Cogemos un taxi para desplazarnos por la anodina Samarcanda de hoy para llegar a nuestro primer punto de interés: el observatorio de Ulughbek. Se levanta sobre una colina en uno de los barrios excéntricos de la ciudad. La cima de la colina es redondeada y desde ella se disfruta de amplias vistas de la ciudad. Poco queda del observatorio astronómico propiamente dicho: a través de una puerta se vislumbra un largo y redondeado pasadizo descendente en el cual se extienden los raíles que servían de marcadores para las anotaciones astronómicas.

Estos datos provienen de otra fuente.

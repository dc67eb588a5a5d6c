//! Request types for the payroll engine API.
//!
//! This module defines the JSON request structures for the report,
//! payslip, and summary endpoints, and the month-selection rules they
//! share: report generation requires an explicit month, while the
//! attendance summary defaults to the current month.

use serde::{Deserialize, Serialize};

use crate::calculation::MonthSpan;
use crate::error::{EngineError, EngineResult};

/// Request body for the PF and ESI report endpoints.
#[derive(Debug, Clone, Serialize, Deserialize)]
pub struct ReportRequest {
    /// The month to report on, as `YYYY-MM`. Required.
    #[serde(default)]
    pub month: Option<String>,
    /// Restrict the report to one branch's employees.
    #[serde(default)]
    pub branch_id: Option<String>,
}

/// Request body for the payslip endpoint.
#[derive(Debug, Clone, Serialize, Deserialize)]
pub struct PayslipRequest {
    /// The month to print payslips for, as `YYYY-MM`. Required.
    #[serde(default)]
    pub month: Option<String>,
    /// Print a single employee's payslip.
    #[serde(default)]
    pub employee_id: Option<String>,
    /// Restrict payslips to one branch's employees.
    #[serde(default)]
    pub branch_id: Option<String>,
}

/// Request body for the attendance summary endpoint.
#[derive(Debug, Clone, Serialize, Deserialize)]
pub struct SummaryRequest {
    /// The month to summarize, as `YYYY-MM`; defaults to the current month.
    #[serde(default)]
    pub month: Option<String>,
    /// Summarize a single employee instead of the whole workforce.
    #[serde(default)]
    pub employee_id: Option<String>,
}

/// Resolves a required month selector.
///
/// A missing or empty selector is the pre-computation validation failure
/// [`EngineError::MonthNotSelected`]; anything else must parse as `YYYY-MM`.
pub(crate) fn require_month(month: Option<&str>) -> EngineResult<MonthSpan> {
    match month {
        None => Err(EngineError::MonthNotSelected),
        Some(value) if value.trim().is_empty() => Err(EngineError::MonthNotSelected),
        Some(value) => MonthSpan::parse(value),
    }
}

/// Resolves an optional month selector, defaulting to the current month.
pub(crate) fn month_or_current(month: Option<&str>) -> EngineResult<MonthSpan> {
    match month {
        None => Ok(MonthSpan::current()),
        Some(value) if value.trim().is_empty() => Ok(MonthSpan::current()),
        Some(value) => MonthSpan::parse(value),
    }
}
//! Month selection and boundary computation.
//!
//! This module defines [`MonthSpan`], the validated `YYYY-MM` selector that
//! scopes an aggregation pass to exactly one calendar month.

use std::fmt;

use chrono::{Datelike, Local, Months, NaiveDate};

use crate::error::{EngineError, EngineResult};

/// One calendar month, with inclusive first/last day bounds.
///
/// Both bounds are computed in local calendar arithmetic: the last day is
/// the first day of the next month minus one day. UTC shifting is never
/// involved, so the range cannot drift by a day across timezones.
///
/// # Example
///
/// ```
/// use payroll_engine::calculation::MonthSpan;
/// use chrono::NaiveDate;
///
/// let span = MonthSpan::parse("2024-02").unwrap();
/// assert_eq!(span.first_day(), NaiveDate::from_ymd_opt(2024, 2, 1).unwrap());
/// assert_eq!(span.last_day(), NaiveDate::from_ymd_opt(2024, 2, 29).unwrap());
/// assert_eq!(span.to_string(), "2024-02");
/// ```
#[derive(Debug, Clone, Copy, PartialEq, Eq)]
pub struct MonthSpan {
    first: NaiveDate,
    last: NaiveDate,
}

impl MonthSpan {
    /// Parses a `YYYY-MM` selector.
    ///
    /// # Errors
    ///
    /// Returns [`EngineError::InvalidMonth`] when the selector is not of the
    /// form `YYYY-MM` or names a month outside `01..=12`.
    pub fn parse(value: &str) -> EngineResult<Self> {
        let invalid = || EngineError::InvalidMonth {
            value: value.to_string(),
        };

        let (year_part, month_part) = value.split_once('-').ok_or_else(invalid)?;
        if year_part.len() != 4 || month_part.len() != 2 {
            return Err(invalid());
        }
        let year: i32 = year_part.parse().map_err(|_| invalid())?;
        let month: u32 = month_part.parse().map_err(|_| invalid())?;

        Self::from_year_month(year, month).ok_or_else(invalid)
    }

    /// The month containing today's date, from the local clock.
    pub fn current() -> Self {
        let today = Local::now().date_naive();
        Self::from_year_month(today.year(), today.month()).unwrap_or(Self {
            first: today,
            last: today,
        })
    }

    fn from_year_month(year: i32, month: u32) -> Option<Self> {
        let first = NaiveDate::from_ymd_opt(year, month, 1)?;
        let last = first
            .checked_add_months(Months::new(1))?
            .pred_opt()?;
        Some(Self { first, last })
    }

    /// The first day of the month (inclusive).
    pub fn first_day(&self) -> NaiveDate {
        self.first
    }

    /// The last day of the month (inclusive).
    pub fn last_day(&self) -> NaiveDate {
        self.last
    }

    /// Whether `date` falls within the month, bounds included.
    pub fn contains(&self, date: NaiveDate) -> bool {
        date >= self.first && date <= self.last
    }
}

impl fmt::Display for MonthSpan {
    fn fmt(&self, f: &mut fmt::Formatter<'_>) -> fmt::Result {
        write!(f, "{:04}-{:02}", self.first.year(), self.first.month())
    }
}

Un interesante museo anexo explica el funcionamiento del ingenio y profundiza en la figura de su promotor, Ulughbek..
Resulta curioso y triste a la vez que Ulughbek, un gobernante pacífico e interesado por la ciencia, haya quedado olvidado por una Historia que, sin embargo, resalta las conquistas –esto es, masacres y violencia- de Gengis Khan o Tamerlán. De hecho, fue el nieto predilecto de este último y gobernó el imperio de su abuelo hasta 1449, cuando fue decapitado por su propio hijo. Ulughbek sustituyó el salvajismo de Timur por la erudición y el amor a la astronomía. Construyó el observatorio en que nos hallamos, de tres pisos, en los que se albergaba un doble sextante para la observación del Sol, la Luna y los planetas, con un radio de 40 metros, montado en un carril de bronce calibrado en grados. Este observatorio hizo grandes aportaciones a la astronomía con la realización de las Zij-i-Gurkani, las primeras tablas estelares precisas, concluidas en 1437. Fue también aquí donde se calculó la duración exacta de un año.

Sus inclinaciones científicas no le hicieron precisamente popular entre los poderosos líderes islámicos de la ciudad cuya ortodoxia les llevó inevitablemente a recelar de un emir que podía arrebatarles su influencia y poder. Conspiraron para acabar con él y sustituirlo por su hijo, Abdul Latif, quien, después, destruyó hasta los cimientos la obra de su padre. Afortunadamente sus tratados de astronomía consiguieron salvarse y llegar a Europa, donde se publicaron y alcanzaron el reconocimiento que no obtuvieron en su tierra natal. La obra sobrevivió, pero el observatorio, o mejor sus ruinas, se olvidaron completamente. No fue hasta 1908 cuando un profesor ruso aficionado a la arqueología descubrió la gran muesca que estamos viendo y sobre la que se movía el gran telescopio. Ni siquiera hoy el desdichado Ulughbek disfruta de un reconocimiento especial en el actual Uzbekistán, que han preferido venerar el recuerdo del asesino de masas que fue su abuelo, Tamerlán.

El imperio fundado por Tamerlán a sangre y fuego tuvo breve vida. Tras la muerte de Ulughbek, la decadencia se hizo inevitable tras el cierre de las fronteras chinas por la dinastía Ming. La Ruta de la Seda se abandonó y el dinero y las mercancías dejaron de fluir. Samarcanda, cada vez más vulnerable, sucumbió al ataque de la Horda Dorada, un grupo de nativos turcomongoles acaudillado por Kan Uzbek (los verdaderos antepasados de los actuales uzbecos) que la conquistó en 1500. Los descendientes de Tamerlán, sin embargo, continuaron su existencia en otro lugar bajo otro nombre: serían los fundadores de la dinastía mogol en la India.